Bacterial RNase III cleaves dsRNA into small RNAs with distinct patterns of length distribution. (A) The length of RNase III cleavage products was measured by the next-generation sequencing analysis. The percentage of reads with certain length to total number of reads was plotted. (B) Cleavage products of FF-luc dsRNA were mapped back to the reference. Coverage plots of reads with certain length are presented. (C) A detailed look of one hotspot. The height of the bar represents the number of cleavage products covering each position. The reference sequence is listed below. Two potential cleavages are indicated: red arrows point to the cleavage sites; +3G (yellow) and -6C (blue) corresponding to each cleavage site are labeled.

Figure 6.

Length distribution of cleavage products is affected by the rate of product release. (A) On the left: cartoon illustration of the crystal structure of the AaRNase III dimer in complex with dsRNA (PDB entry 2EZ6); on the right: zoom-in window shows relative positioning of side chains E37, E64 and Q161, of which the counterparts in EcRNase III are E38, E65 and Q165, respectively. (B–G) FF-luc and MBP dsRNAs were cleaved by various RNase III mutants. The length of products was compared to that of the wild-type.
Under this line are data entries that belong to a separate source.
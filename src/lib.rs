//! Wait for a Kubernetes `ExternalSecret` (or any resource reporting status
//! conditions) to become `Ready`, tailing its events in the background.

pub mod error;
pub mod k8s;
pub mod watch;
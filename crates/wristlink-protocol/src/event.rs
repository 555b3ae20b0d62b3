//! Typed device events.
//!
//! Every notification coming up from the device is classified into exactly
//! one [`DeviceEvent`] variant. The dispatcher matches over the full set, so
//! adding a variant here forces every dispatch site to handle it.

use uuid::Uuid;

use crate::constants::*;
use crate::dict::TupleValue;
use crate::error::ProtocolError;

/// A typed notification originating from the device.
#[derive(Debug, Clone, PartialEq)]
pub enum DeviceEvent {
    /// Firmware and hardware version report.
    VersionInfo {
        /// Firmware version string.
        firmware_version: String,
        /// Hardware model string.
        hardware_model: String,
    },

    /// Installed application inventory.
    AppInfo {
        /// Installed apps, in device order.
        apps: Vec<AppEntry>,
    },

    /// Result window from the on-device sleep monitor.
    SleepMonitorResult {
        /// Start of the smart alarm window (unix seconds).
        window_start: u32,
        /// End of the smart alarm window (unix seconds).
        window_end: u32,
        /// Base timestamp of the recording (unix seconds).
        base_timestamp: u32,
        /// Whether the alarm fired inside the window.
        alarm_fired: bool,
    },

    /// A notification lifecycle action taken on the device.
    NotificationControl {
        /// The requested action.
        action: NotificationAction,
        /// Opaque handle correlating the action with a host notification.
        handle: u32,
        /// Phone number attached by the device, if any.
        phone_number: Option<String>,
        /// Reply text, for [`NotificationAction::Reply`].
        reply: Option<String>,
    },

    /// Battery state report.
    BatteryInfo {
        /// Charge level, 0-100.
        level_percent: u8,
        /// Charging state.
        state: BatteryState,
        /// Time of the last full charge (unix seconds), if reported.
        last_charge_time: Option<u32>,
        /// Number of charge cycles, if reported.
        charge_cycles: Option<u32>,
    },

    /// Find-phone signaling.
    FindPhone {
        /// Whether the search is starting or stopping.
        phase: FindPhonePhase,
    },

    /// Transient message the host should surface to the user.
    DisplayMessage {
        /// Message text.
        message: String,
        /// Message severity.
        severity: MessageSeverity,
        /// Suggested display duration in milliseconds.
        duration_ms: u16,
    },

    /// Raw payload that must go back out on the wire (app acks, weather
    /// pushes, start commands).
    SendBytes {
        /// Destination endpoint.
        endpoint: u16,
        /// Payload bytes.
        data: Vec<u8>,
    },

    /// An inbound app message after manifest resolution.
    AppMessage {
        /// Owning application uuid.
        uuid: Uuid,
        /// Resolved key/value fields. Unresolvable keys are omitted.
        fields: Vec<AppField>,
    },

    /// A complete record assembled from a data log session.
    DatalogRecord {
        /// Owning application uuid.
        uuid: Uuid,
        /// Session log tag.
        tag: u32,
        /// Record bytes, exactly one item.
        data: Vec<u8>,
    },
}

/// One installed application, as reported by the device.
#[derive(Debug, Clone, PartialEq, Eq)]
pub struct AppEntry {
    /// Application uuid.
    pub uuid: Uuid,
    /// Display name.
    pub name: String,
    /// Creator / vendor name.
    pub creator: String,
    /// Application kind.
    pub kind: AppKind,
}

/// Application kind reported in the app inventory.
#[derive(Debug, Clone, Copy, PartialEq, Eq)]
pub enum AppKind {
    /// Generic third-party app.
    Generic,
    /// Activity tracker.
    ActivityTracker,
    /// Third-party watch face.
    Watchface,
    /// Built-in system app.
    SystemApp,
    /// Built-in system watch face.
    SystemWatchface,
}

impl TryFrom<u8> for AppKind {
    type Error = ProtocolError;

    fn try_from(value: u8) -> Result<Self, Self::Error> {
        match value {
            APP_KIND_GENERIC => Ok(AppKind::Generic),
            APP_KIND_ACTIVITY_TRACKER => Ok(AppKind::ActivityTracker),
            APP_KIND_WATCHFACE => Ok(AppKind::Watchface),
            APP_KIND_SYSTEM_APP => Ok(AppKind::SystemApp),
            APP_KIND_SYSTEM_WATCHFACE => Ok(AppKind::SystemWatchface),
            _ => Err(ProtocolError::InvalidData(format!(
                "unknown app kind: {}",
                value
            ))),
        }
    }
}

impl From<AppKind> for u8 {
    fn from(value: AppKind) -> Self {
        match value {
            AppKind::Generic => APP_KIND_GENERIC,
            AppKind::ActivityTracker => APP_KIND_ACTIVITY_TRACKER,
            AppKind::Watchface => APP_KIND_WATCHFACE,
            AppKind::SystemApp => APP_KIND_SYSTEM_APP,
            AppKind::SystemWatchface => APP_KIND_SYSTEM_WATCHFACE,
        }
    }
}

/// Battery charging state.
#[derive(Debug, Clone, Copy, PartialEq, Eq)]
pub enum BatteryState {
    /// State unknown or not reported.
    Unknown,
    /// Device is charging.
    Charging,
    /// Battery is low.
    Low,
    /// Battery is in the normal range.
    Normal,
}

impl From<u8> for BatteryState {
    fn from(value: u8) -> Self {
        match value {
            BATTERY_STATE_CHARGING => BatteryState::Charging,
            BATTERY_STATE_LOW => BatteryState::Low,
            BATTERY_STATE_NORMAL => BatteryState::Normal,
            _ => BatteryState::Unknown,
        }
    }
}

impl From<BatteryState> for u8 {
    fn from(value: BatteryState) -> Self {
        match value {
            BatteryState::Unknown => BATTERY_STATE_UNKNOWN,
            BatteryState::Charging => BATTERY_STATE_CHARGING,
            BatteryState::Low => BATTERY_STATE_LOW,
            BatteryState::Normal => BATTERY_STATE_NORMAL,
        }
    }
}

/// Notification lifecycle action requested by the device.
#[derive(Debug, Clone, Copy, PartialEq, Eq)]
pub enum NotificationAction {
    /// Dismiss one notification.
    Dismiss,
    /// Dismiss all notifications.
    DismissAll,
    /// Open the originating notification on the host.
    Open,
    /// Mute the originating app.
    Mute,
    /// Reply with attached text.
    Reply,
}

impl TryFrom<u8> for NotificationAction {
    type Error = ProtocolError;

    fn try_from(value: u8) -> Result<Self, Self::Error> {
        match value {
            NOTIFICATION_ACTION_DISMISS => Ok(NotificationAction::Dismiss),
            NOTIFICATION_ACTION_DISMISS_ALL => Ok(NotificationAction::DismissAll),
            NOTIFICATION_ACTION_OPEN => Ok(NotificationAction::Open),
            NOTIFICATION_ACTION_MUTE => Ok(NotificationAction::Mute),
            NOTIFICATION_ACTION_REPLY => Ok(NotificationAction::Reply),
            _ => Err(ProtocolError::InvalidData(format!(
                "unknown notification action: 0x{:02X}",
                value
            ))),
        }
    }
}

/// Whether find-phone is starting or stopping.
#[derive(Debug, Clone, Copy, PartialEq, Eq)]
pub enum FindPhonePhase {
    /// The device asked the phone to start ringing.
    Start,
    /// The device was found; stop ringing.
    Stop,
}

/// Severity of a transient display message.
#[derive(Debug, Clone, Copy, PartialEq, Eq)]
pub enum MessageSeverity {
    /// Informational.
    Info,
    /// Warning.
    Warning,
    /// Error.
    Error,
    /// Unknown severity value.
    Unknown(u8),
}

impl From<u8> for MessageSeverity {
    fn from(value: u8) -> Self {
        match value {
            SEVERITY_INFO => MessageSeverity::Info,
            SEVERITY_WARNING => MessageSeverity::Warning,
            SEVERITY_ERROR => MessageSeverity::Error,
            _ => MessageSeverity::Unknown(value),
        }
    }
}

/// One manifest-resolved key/value field of an app message.
#[derive(Debug, Clone, PartialEq)]
pub struct AppField {
    /// Symbolic key name from the app's key manifest.
    pub name: String,
    /// Field value.
    pub value: TupleValue,
}

impl AppField {
    /// Create a new field.
    pub fn new(name: impl Into<String>, value: TupleValue) -> Self {
        AppField {
            name: name.into(),
            value,
        }
    }
}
Fold changes in log scale are plotted against product lengths for EcE38A (B), EcE65A (C), EcQ165A (D), AaE37A (E), AaE64A (F) and AaQ161A (G).

Figure 7.

Engineered EcRNase III cleaves in vitro transcribed dsRNA into a heterogeneous mixture of siRNAs with a narrow size distribution centered at 22 nt. (A) The percentage of 22-nt products to the total number of reads was plotted for EcRNase III and its single mutants. (B) The percentage of 22-nt products to the total number of reads was plotted for EcRNase III and its double and triple mutants. (C) No consensus sequence of 22-nt cleavage products were detected in the triple mutant (EEQ) of EcRNase III.